▶ _Task item_: Show every line of the data that contains the string "IteratorBinding".

....

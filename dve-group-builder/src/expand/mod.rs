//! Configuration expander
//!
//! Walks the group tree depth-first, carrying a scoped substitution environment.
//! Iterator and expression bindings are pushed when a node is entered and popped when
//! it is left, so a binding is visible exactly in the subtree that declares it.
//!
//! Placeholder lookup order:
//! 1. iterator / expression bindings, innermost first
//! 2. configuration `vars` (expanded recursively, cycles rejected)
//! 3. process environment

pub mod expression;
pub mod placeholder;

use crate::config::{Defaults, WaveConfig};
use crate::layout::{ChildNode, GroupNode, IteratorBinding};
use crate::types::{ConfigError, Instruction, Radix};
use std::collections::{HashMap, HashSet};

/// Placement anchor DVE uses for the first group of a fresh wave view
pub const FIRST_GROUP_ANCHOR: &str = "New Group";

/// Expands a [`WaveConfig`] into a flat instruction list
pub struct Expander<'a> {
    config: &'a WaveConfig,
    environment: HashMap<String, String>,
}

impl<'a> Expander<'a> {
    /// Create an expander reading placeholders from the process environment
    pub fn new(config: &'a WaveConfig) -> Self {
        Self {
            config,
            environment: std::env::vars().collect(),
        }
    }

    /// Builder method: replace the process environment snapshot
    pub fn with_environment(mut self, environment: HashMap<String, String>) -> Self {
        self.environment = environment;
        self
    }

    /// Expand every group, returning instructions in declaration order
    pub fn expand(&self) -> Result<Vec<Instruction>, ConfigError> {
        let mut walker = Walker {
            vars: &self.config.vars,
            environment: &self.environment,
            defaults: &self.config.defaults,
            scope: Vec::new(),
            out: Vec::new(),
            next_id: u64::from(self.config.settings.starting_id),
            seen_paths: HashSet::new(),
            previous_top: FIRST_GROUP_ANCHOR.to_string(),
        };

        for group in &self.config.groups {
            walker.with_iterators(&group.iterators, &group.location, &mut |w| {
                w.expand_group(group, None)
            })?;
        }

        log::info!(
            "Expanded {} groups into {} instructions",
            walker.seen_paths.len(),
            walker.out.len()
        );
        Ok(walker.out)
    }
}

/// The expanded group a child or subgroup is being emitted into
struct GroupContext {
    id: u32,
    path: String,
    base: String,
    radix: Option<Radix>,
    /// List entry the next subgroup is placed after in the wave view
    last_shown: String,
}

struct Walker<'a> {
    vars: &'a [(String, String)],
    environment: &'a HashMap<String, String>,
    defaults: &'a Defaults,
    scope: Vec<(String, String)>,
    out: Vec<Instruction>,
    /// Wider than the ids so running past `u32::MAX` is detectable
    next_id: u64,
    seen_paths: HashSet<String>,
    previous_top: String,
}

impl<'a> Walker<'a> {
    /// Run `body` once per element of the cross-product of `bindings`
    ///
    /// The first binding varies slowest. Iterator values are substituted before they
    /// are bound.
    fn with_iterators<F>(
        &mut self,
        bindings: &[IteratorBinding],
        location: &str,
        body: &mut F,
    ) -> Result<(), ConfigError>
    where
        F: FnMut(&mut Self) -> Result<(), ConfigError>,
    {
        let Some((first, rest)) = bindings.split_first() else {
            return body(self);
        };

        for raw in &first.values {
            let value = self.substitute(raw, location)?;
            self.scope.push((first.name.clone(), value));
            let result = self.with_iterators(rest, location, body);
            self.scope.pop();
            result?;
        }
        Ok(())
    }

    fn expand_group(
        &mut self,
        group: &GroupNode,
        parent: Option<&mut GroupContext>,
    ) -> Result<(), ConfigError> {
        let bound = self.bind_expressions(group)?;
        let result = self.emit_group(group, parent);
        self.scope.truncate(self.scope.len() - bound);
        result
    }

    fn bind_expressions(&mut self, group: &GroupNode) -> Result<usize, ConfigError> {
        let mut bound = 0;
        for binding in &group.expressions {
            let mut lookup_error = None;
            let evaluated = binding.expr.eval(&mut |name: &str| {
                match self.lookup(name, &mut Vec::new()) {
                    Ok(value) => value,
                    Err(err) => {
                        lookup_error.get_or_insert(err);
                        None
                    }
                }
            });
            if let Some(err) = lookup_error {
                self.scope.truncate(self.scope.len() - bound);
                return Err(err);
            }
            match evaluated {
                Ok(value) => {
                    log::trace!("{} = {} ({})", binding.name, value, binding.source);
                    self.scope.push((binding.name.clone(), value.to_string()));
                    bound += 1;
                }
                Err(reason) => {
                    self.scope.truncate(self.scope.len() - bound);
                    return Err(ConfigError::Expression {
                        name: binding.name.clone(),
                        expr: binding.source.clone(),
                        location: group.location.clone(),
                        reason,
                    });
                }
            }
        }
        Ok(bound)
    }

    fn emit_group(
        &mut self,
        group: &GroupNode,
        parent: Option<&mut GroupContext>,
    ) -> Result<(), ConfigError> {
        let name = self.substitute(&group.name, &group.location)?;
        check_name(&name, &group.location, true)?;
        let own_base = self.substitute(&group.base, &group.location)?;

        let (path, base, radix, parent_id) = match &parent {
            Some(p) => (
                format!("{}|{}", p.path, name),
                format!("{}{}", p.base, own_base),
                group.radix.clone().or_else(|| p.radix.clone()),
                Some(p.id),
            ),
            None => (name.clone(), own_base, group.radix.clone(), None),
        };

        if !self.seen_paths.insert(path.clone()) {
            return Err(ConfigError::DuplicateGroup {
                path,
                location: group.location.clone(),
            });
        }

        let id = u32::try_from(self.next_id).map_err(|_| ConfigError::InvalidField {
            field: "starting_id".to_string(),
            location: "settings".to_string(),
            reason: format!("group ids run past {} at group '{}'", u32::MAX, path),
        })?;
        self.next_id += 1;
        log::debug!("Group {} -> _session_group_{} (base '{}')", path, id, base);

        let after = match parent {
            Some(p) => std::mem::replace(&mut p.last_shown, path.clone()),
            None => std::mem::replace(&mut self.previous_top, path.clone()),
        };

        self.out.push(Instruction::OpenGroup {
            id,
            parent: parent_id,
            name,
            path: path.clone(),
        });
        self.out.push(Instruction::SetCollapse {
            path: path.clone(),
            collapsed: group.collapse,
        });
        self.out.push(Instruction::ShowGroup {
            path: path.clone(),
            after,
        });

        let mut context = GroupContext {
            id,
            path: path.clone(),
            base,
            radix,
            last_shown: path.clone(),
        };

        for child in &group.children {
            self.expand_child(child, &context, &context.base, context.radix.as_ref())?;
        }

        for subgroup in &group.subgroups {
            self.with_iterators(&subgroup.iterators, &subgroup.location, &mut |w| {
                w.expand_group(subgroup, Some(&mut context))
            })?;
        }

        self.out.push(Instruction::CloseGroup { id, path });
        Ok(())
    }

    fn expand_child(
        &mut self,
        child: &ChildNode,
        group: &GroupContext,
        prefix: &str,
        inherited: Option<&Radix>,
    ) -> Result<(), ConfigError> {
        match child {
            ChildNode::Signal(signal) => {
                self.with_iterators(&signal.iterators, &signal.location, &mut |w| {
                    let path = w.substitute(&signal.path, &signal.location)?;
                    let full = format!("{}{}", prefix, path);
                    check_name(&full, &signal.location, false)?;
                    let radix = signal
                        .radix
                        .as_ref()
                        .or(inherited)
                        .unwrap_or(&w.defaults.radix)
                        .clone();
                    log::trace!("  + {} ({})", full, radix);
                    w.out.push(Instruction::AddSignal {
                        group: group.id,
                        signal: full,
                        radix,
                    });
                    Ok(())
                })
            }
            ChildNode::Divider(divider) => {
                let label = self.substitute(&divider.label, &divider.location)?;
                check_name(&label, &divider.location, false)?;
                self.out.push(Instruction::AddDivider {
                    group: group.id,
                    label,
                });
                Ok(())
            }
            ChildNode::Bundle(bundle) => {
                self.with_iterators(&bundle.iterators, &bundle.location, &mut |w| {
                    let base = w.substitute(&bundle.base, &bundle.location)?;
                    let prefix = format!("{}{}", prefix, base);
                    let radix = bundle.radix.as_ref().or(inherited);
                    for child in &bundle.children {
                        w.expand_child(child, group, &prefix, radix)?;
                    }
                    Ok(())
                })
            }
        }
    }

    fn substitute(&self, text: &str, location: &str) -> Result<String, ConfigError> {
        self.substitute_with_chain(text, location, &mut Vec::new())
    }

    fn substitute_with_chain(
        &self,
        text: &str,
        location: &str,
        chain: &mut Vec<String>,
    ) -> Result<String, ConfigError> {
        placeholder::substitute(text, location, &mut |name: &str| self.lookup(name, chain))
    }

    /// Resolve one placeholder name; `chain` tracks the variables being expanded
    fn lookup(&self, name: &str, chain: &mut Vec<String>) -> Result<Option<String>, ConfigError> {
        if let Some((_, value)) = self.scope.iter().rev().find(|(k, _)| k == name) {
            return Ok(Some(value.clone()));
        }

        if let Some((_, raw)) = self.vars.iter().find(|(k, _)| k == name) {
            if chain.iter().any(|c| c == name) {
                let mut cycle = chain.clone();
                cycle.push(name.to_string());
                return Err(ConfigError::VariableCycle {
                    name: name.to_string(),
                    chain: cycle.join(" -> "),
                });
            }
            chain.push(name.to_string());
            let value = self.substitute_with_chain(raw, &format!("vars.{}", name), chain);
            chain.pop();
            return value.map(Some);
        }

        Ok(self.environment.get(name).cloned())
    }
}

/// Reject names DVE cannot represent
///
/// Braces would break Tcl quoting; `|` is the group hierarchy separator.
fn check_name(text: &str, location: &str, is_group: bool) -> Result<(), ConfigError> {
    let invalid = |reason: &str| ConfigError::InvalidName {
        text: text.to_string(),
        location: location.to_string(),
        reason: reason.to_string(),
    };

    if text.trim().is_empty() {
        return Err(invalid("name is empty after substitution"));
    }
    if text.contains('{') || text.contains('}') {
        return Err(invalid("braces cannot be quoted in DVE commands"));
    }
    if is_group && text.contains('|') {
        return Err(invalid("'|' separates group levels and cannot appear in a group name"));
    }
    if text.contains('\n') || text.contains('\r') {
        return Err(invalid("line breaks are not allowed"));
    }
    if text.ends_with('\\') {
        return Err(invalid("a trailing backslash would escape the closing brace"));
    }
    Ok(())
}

....

▶ _Answer to this problem_:
use crate::layout::{ChildNode, GroupNode, IteratorBinding};
        bindings: &[IteratorBinding],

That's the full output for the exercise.